:: Records supplied ::
^^^^^^^^^^^^^^^^

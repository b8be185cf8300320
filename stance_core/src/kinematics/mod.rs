// stance_core/src/kinematics/mod.rs

use nalgebra::{Isometry3, Point3, Vector3};

use crate::error::KinematicsError;
use crate::types::{BodyId, JointId, JointState, PointMotion, SpatialAcceleration, Twist};

pub mod reconciler;
pub mod tree;

pub use reconciler::{joint_pass, EstimateBlocks, KinematicReconciler};
pub use tree::{JointKind, RigidBodyTree};

// =========================================================================
// == World-Aligned Body Motion ==
// =========================================================================

/// Pose, velocity and acceleration of one body, all expressed in world.
/// The linear terms describe the body's origin.
#[derive(Debug, Clone, Copy, PartialEq)]
pub struct BodyMotion {
    pub pose: Isometry3<f64>,
    pub angular_velocity: Vector3<f64>,
    pub linear_velocity: Vector3<f64>,
    pub angular_acceleration: Vector3<f64>,
    pub linear_acceleration: Vector3<f64>,
}

impl Default for BodyMotion {
    fn default() -> Self {
        Self {
            pose: Isometry3::identity(),
            angular_velocity: Vector3::zeros(),
            linear_velocity: Vector3::zeros(),
            angular_acceleration: Vector3::zeros(),
            linear_acceleration: Vector3::zeros(),
        }
    }
}

impl BodyMotion {
    pub fn origin(&self) -> Vector3<f64> {
        self.pose.translation.vector
    }

    /// World motion of a point fixed in this body at `local` body coordinates.
    pub fn point_motion(&self, local: &Vector3<f64>) -> PointMotion {
        let r = self.pose.rotation * local;
        let w = self.angular_velocity;
        PointMotion {
            position: self.origin() + r,
            velocity: self.linear_velocity + w.cross(&r),
            acceleration: self.linear_acceleration + self.angular_acceleration.cross(&r) + w.cross(&w.cross(&r)),
        }
    }

    /// Re-expresses a world point motion as seen from this moving frame, in
    /// this frame's coordinates.
    pub fn observe_point(&self, point: &PointMotion) -> PointMotion {
        let w = self.angular_velocity;
        let d = point.position - self.origin();
        let d_dot = point.velocity - self.linear_velocity;
        let d_ddot = point.acceleration - self.linear_acceleration;
        let relative_velocity = d_dot - w.cross(&d);
        let relative_acceleration =
            d_ddot - self.angular_acceleration.cross(&d) - w.cross(&w.cross(&d)) - 2.0 * w.cross(&relative_velocity);

        let to_local = self.pose.rotation.inverse();
        PointMotion {
            position: to_local * d,
            velocity: to_local * relative_velocity,
            acceleration: to_local * relative_acceleration,
        }
    }

    /// Twist and acceleration of `self` relative to `base`, in `base` coordinates.
    pub fn relative_to(&self, base: &BodyMotion) -> (Twist, SpatialAcceleration) {
        let to_base = base.pose.rotation.inverse();
        let delta_omega = self.angular_velocity - base.angular_velocity;
        let angular_velocity = to_base * delta_omega;
        let angular_acceleration = to_base
            * (self.angular_acceleration - base.angular_acceleration - base.angular_velocity.cross(&delta_omega));

        let origin = base.observe_point(&PointMotion {
            position: self.origin(),
            velocity: self.linear_velocity,
            acceleration: self.linear_acceleration,
        });

        (
            Twist::new(angular_velocity, origin.velocity),
            SpatialAcceleration::new(angular_acceleration, origin.acceleration),
        )
    }
}

// =========================================================================
// == Kinematic Tree Collaborator ==
// =========================================================================

/// Forward kinematics of a floating-base tree.
///
/// Queries read the frames computed by the last `update_frames` call. Setters
/// only stage values; nothing is recomputed until `update_frames`.
pub trait KinematicTree {
    fn root_body(&self) -> BodyId;

    fn find_body(&self, name: &str) -> Option<BodyId>;

    fn set_joint_state(&mut self, joint: JointId, state: JointState) -> Result<(), KinematicsError>;

    /// Root-to-world transform.
    fn set_root_pose(&mut self, pose: Isometry3<f64>);

    /// Twist of the root relative to world, expressed in the root frame.
    fn set_root_twist(&mut self, twist: Twist);

    /// Angular and classical linear acceleration of the root relative to
    /// world, expressed in the root frame.
    fn set_root_acceleration(&mut self, acceleration: SpatialAcceleration);

    /// Recursive recomputation of every body frame, twist and acceleration.
    fn update_frames(&mut self);

    /// Body-to-world transform.
    fn body_pose(&self, body: BodyId) -> Result<Isometry3<f64>, KinematicsError>;

    /// Twist of `body` relative to `base`, in `base` coordinates.
    fn relative_twist(&self, base: BodyId, body: BodyId) -> Result<Twist, KinematicsError>;

    /// Acceleration of `body` relative to `base`, in `base` coordinates.
    fn relative_acceleration(&self, base: BodyId, body: BodyId) -> Result<SpatialAcceleration, KinematicsError>;

    /// Motion of the whole-tree center of mass relative to `base`, in `base`
    /// coordinates.
    fn center_of_mass(&self, base: BodyId) -> Result<PointMotion, KinematicsError>;

    /// Transform of `body` in `base` coordinates.
    fn relative_pose(&self, base: BodyId, body: BodyId) -> Result<Isometry3<f64>, KinematicsError> {
        Ok(self.body_pose(base)?.inverse() * self.body_pose(body)?)
    }

    /// Motion of a point fixed on `body` (given in `body` coordinates)
    /// relative to `base`, in `base` coordinates.
    fn point_motion(&self, base: BodyId, body: BodyId, point: &Vector3<f64>) -> Result<PointMotion, KinematicsError> {
        let pose = self.relative_pose(base, body)?;
        let twist = self.relative_twist(base, body)?;
        let acceleration = self.relative_acceleration(base, body)?;

        let r = pose.rotation * point;
        let w = twist.angular;
        Ok(PointMotion {
            position: pose.translation.vector + r,
            velocity: twist.linear + w.cross(&r),
            acceleration: acceleration.linear + acceleration.angular.cross(&r) + w.cross(&w.cross(&r)),
        })
    }

    /// World position of the center of mass.
    fn center_of_mass_position(&self) -> Result<Vector3<f64>, KinematicsError> {
        let root = self.root_body();
        let com = self.center_of_mass(root)?;
        Ok((self.body_pose(root)? * Point3::from(com.position)).coords)
    }
}
// stance_core/src/estimation/measurement_model.rs

use nalgebra::{DMatrix, DVector};
use tracing::trace;

use crate::error::{ConfigError, EstimationError};
use crate::kinematics::KinematicTree;
use crate::messages::{SensorReadings, SensorSample};
use crate::models::measurement::{MeasurementContext, MeasurementElement, MeasurementModelElement};
use crate::state::{GlobalState, StateLayout, BLOCK_DIM};
use crate::types::{BodyId, SensorId};
use crate::utils::matrix::{add_block3, set_block3};

/// The stacked linearization of every element that has data this tick.
#[derive(Debug, Clone, PartialEq)]
pub struct StackedMeasurement {
    /// Observation matrix `H`, rows in element insertion order.
    pub h: DMatrix<f64>,
    /// Block-diagonal measurement noise `R`.
    pub r: DMatrix<f64>,
    /// Stacked residual `z - h(x)`.
    pub residual: DVector<f64>,
    /// The sensors that contributed rows, in row order.
    pub active: Vec<SensorId>,
}

impl StackedMeasurement {
    pub fn rows(&self) -> usize {
        self.residual.len()
    }

    pub fn is_empty(&self) -> bool {
        self.active.is_empty()
    }
}

/// Registered measurement elements, keyed by sensor.
#[derive(Debug, Clone)]
pub struct MeasurementModel {
    estimation_body: BodyId,
    elements: Vec<(SensorId, MeasurementElement)>,
}

impl MeasurementModel {
    pub fn new(estimation_body: BodyId) -> Self {
        Self {
            estimation_body,
            elements: Vec::new(),
        }
    }

    /// Registers an element; its dependencies must already be in `layout`.
    pub fn add_element(
        &mut self,
        layout: &StateLayout,
        sensor: SensorId,
        element: MeasurementElement,
    ) -> Result<(), ConfigError> {
        if let Some(block) = element.dependencies().into_iter().find(|b| !layout.contains(*b)) {
            return Err(ConfigError::MissingBlock {
                element: element.name().to_string(),
                block: block.to_string(),
            });
        }
        self.elements.push((sensor, element));
        Ok(())
    }

    pub fn estimation_body(&self) -> BodyId {
        self.estimation_body
    }

    pub fn elements(&self) -> &[(SensorId, MeasurementElement)] {
        &self.elements
    }

    pub fn element(&self, sensor: SensorId) -> Option<&MeasurementElement> {
        self.elements.iter().find(|(id, _)| *id == sensor).map(|(_, e)| e)
    }

    /// Stacks `H`, `R` and the residual of every element with a sample in
    /// `readings`. Elements without a sample contribute no rows.
    pub fn linearize(
        &self,
        state: &GlobalState,
        tree: &dyn KinematicTree,
        readings: &SensorReadings,
    ) -> Result<StackedMeasurement, EstimationError> {
        let ctx = MeasurementContext {
            state,
            tree,
            estimation_body: self.estimation_body,
        };

        let active: Vec<(SensorId, &MeasurementElement, &SensorSample)> = self
            .elements
            .iter()
            .filter_map(|(sensor, element)| match readings.get(*sensor) {
                Some(sample) => Some((*sensor, element, sample)),
                None => {
                    trace!(sensor = element.name(), "no sample this tick, excluded");
                    None
                }
            })
            .collect();

        let rows = active.len() * BLOCK_DIM;
        let n = state.dim();
        let mut h = DMatrix::zeros(rows, n);
        let mut r = DMatrix::zeros(rows, rows);
        let mut residual = DVector::zeros(rows);

        for (i, (_, element, sample)) in active.iter().enumerate() {
            let row = i * BLOCK_DIM;
            residual
                .fixed_rows_mut::<3>(row)
                .copy_from(&element.residual(&ctx, sample)?);
            for (block, jacobian) in element.jacobian_blocks(&ctx, sample)? {
                add_block3(&mut h, row, state.layout.offset(block), &jacobian);
            }
            set_block3(&mut r, row, row, element.noise_covariance());
        }

        Ok(StackedMeasurement {
            h,
            r,
            residual,
            active: active.into_iter().map(|(sensor, _, _)| sensor).collect(),
        })
    }
}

^^^^^^^^^^^^^^^^

:: What to produce ::
In the material above, transcribe exactly the lines beginning at the one with "fn root_body(&self) -> BodyId;" and ending at the one with "position: pose.translation.vector +", both included.

:: Your response ::
    fn root_body(&self) -> BodyId;

    fn find_body(&self, name: &str) -> Option<BodyId>;

    fn set_joint_state(&mut self, joint: JointId, state: JointState) -> Result<(), KinematicsError>;

    /// Root-to-world transform.
    fn set_root_pose(&mut self, pose: Isometry3<f64>);

    /// Twist of the root relative to world, expressed in the root frame.
    fn set_root_twist(&mut self, twist: Twist);

    /// Angular and classical linear acceleration of the root relative to
    /// world, expressed in the root frame.
    fn set_root_acceleration(&mut self, acceleration: SpatialAcceleration);

    /// Recursive recomputation of every body frame, twist and acceleration.
    fn update_frames(&mut self);

    /// Body-to-world transform.
    fn body_pose(&self, body: BodyId) -> Result<Isometry3<f64>, KinematicsError>;

    /// Twist of `body` relative to `base`, in `base` coordinates.
    fn relative_twist(&self, base: BodyId, body: BodyId) -> Result<Twist, KinematicsError>;

    /// Acceleration of `body` relative to `base`, in `base` coordinates.
    fn relative_acceleration(&self, base: BodyId, body: BodyId) -> Result<SpatialAcceleration, KinematicsError>;

    /// Motion of the whole-tree center of mass relative to `base`, in `base`
    /// coordinates.
    fn center_of_mass(&self, base: BodyId) -> Result<PointMotion, KinematicsError>;

    /// Transform of `body` in `base` coordinates.
    fn relative_pose(&self, base: BodyId, body: BodyId) -> Result<Isometry3<f64>, KinematicsError> {
        Ok(self.body_pose(base)?.inverse() * self.body_pose(body)?)
    }

    /// Motion of a point fixed on `body` (given in `body` coordinates)
    /// relative to `base`, in `base` coordinates.
    fn point_motion(&self, base: BodyId, body: BodyId, point: &Vector3<f64>) -> Result<PointMotion, KinematicsError> {
        let pose = self.relative_pose(base, body)?;
        let twist = self.relative_twist(base, body)?;
        let acceleration = self.relative_acceleration(base, body)?;

        let r = pose.rotation * point;
        let w = twist.angular;
        Ok(PointMotion {
            position: pose.translation.vector + r,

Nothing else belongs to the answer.